Tracking the Evolution of Change.gov: Tech publisher Tim O'Reilly is arguing that the transition hub Change.gov should be put under revision control, so that we the people can keep track of the tweaks and adjustments the incoming administration makes to the site between here and inauguration day. O'Reilly's commenters, though, point out an important truth -- there's no need for this to happen from the inside. We've got the tools to track changes from the outside in. That said, what would be great is for government bills and regulations to have section-by-section permalinks, so that we could link and analyze to our heart's content.
Incoming Administration Faces Information Overload: As of Thanksgiving day, Change.gov had attracted some 290,000 resumes for political appointments. That's more than twice what greeted the incoming Clinton Administration in '94 and more than six times what the Bush Administration pulled in in 2000. All those hopefuls are after just 8,000 jobs listed in the so-called Plum Book. That intense interest in executive branch jobs, reports the Chicago Tribune's Jill Zuckman, is causing some Administration officials to pull down their Facebook profiles -- just in case you attempt to poke them for reasons other than a friendly game of Scrabulous.
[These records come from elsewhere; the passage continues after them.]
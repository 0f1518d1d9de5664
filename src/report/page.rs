// src/report/page.rs
//! Page context and the `{{ name }}` placeholder renderer.
//!
//! Every placeholder must name a field of [`PageContext`]; anything else is
//! an error, so a renamed field fails the build instead of leaving a hole in
//! the page. `<code>_plot` is known for every disease: one left out of the
//! report renders as nothing, so one template serves any disease selection.

use chrono::NaiveDate;

use crate::specs::nhsn::Disease;

#[derive(Clone, Debug, PartialEq)]
pub struct PageContext {
    /// Build date.
    pub report_date: NaiveDate,
    /// Most recent as-of date in the report.
    pub latest_as_of: NaiveDate,
    pub snapshot_count: usize,
    /// Rendered figure per configured disease, filled as `{{ <code>_plot }}`.
    pub plots: Vec<(Disease, String)>,
}

impl PageContext {
    fn lookup(&self, key: &str) -> Option<String> {
        match key {
            "report_date" => Some(self.report_date.format("%Y-%m-%d").to_string()),
            "latest_as_of" => Some(self.latest_as_of.format("%Y-%m-%d").to_string()),
            "snapshot_count" => Some(self.snapshot_count.to_string()),
            _ => {
                let disease: Disease = key.strip_suffix("_plot")?.parse().ok()?;
                let html = self.plots.iter().find(|(d, _)| *d == disease).map(|(_, html)| html.clone());
                Some(html.unwrap_or_default())
            }
        }
    }
}

/// Substitute every `{{ name }}` in `template`.
pub fn render(template: &str, ctx: &PageContext) -> Result<String, String> {
    let mut out = String::with_capacity(template.len());
    let mut rest = template;
    while let Some(open) = rest.find("{{") {
        out.push_str(&rest[..open]);
        let after = &rest[open + 2..];
        let close = after.find("}}").ok_or_else(|| {
            let line = template[..template.len() - rest.len() + open].matches('\n').count() + 1;
            format!("unterminated placeholder on line {line}")
        })?;
        let key = after[..close].trim();
        let value = ctx
            .lookup(key)
            .ok_or_else(|| format!("unknown placeholder `{{{{ {key} }}}}`"))?;
        out.push_str(&value);
        rest = &after[close + 2..];
    }
    out.push_str(rest);
    Ok(out)
}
Palin's Unstoppable Online Power: Alaska Governor Sarah Palin is still generating a great deal of attention online, reports Politico's Charles Mahtesian. (Thanks Shaun Dakin) The Republican vice presidential candidate is putting up numbers in the political space challenged only by Barack Obama. Some of it represents unmitigatedly positive interest in Palin. And then there's that turkey-slaughtering video that has been viewed an astounding 3 million times. But either way, it's all attention that a clever once-and-future candidate can use to good effect.
Just How Historic Was Obama's Presidential Run?: Wired.com's Sarah Lai Stirland has a detailed accounting of a recent Center for American Progress Action Fund event on the meaning and message of the Obama campaign that featured reporters, advocates, and political practitioners.
American Diplomacy in the Age of Facebook: Under Secretary of State for Public Diplomacy James Glassman is at the New America Foundation today for a discussion on what New America's Steve Clemons is calling "Facebook/Twitter Diplomacy." It's a provocative topic (particularly post-Mumbai), as Glassman has delved into using social networking to "encourage young people with political grievances to find outlets for their protests other than violent extremism." The session has wrapped, but the webcast is archived here.
In Case You Missed It...
Nancy Scola says that somewhere there's a director obsessively managing the production of the Chicago-run of Obama's weekly video addresses. Nancy also reports on Change.gov's adoption of Creative Commons licensing and rounds up the social media response to the Mumbai attacks.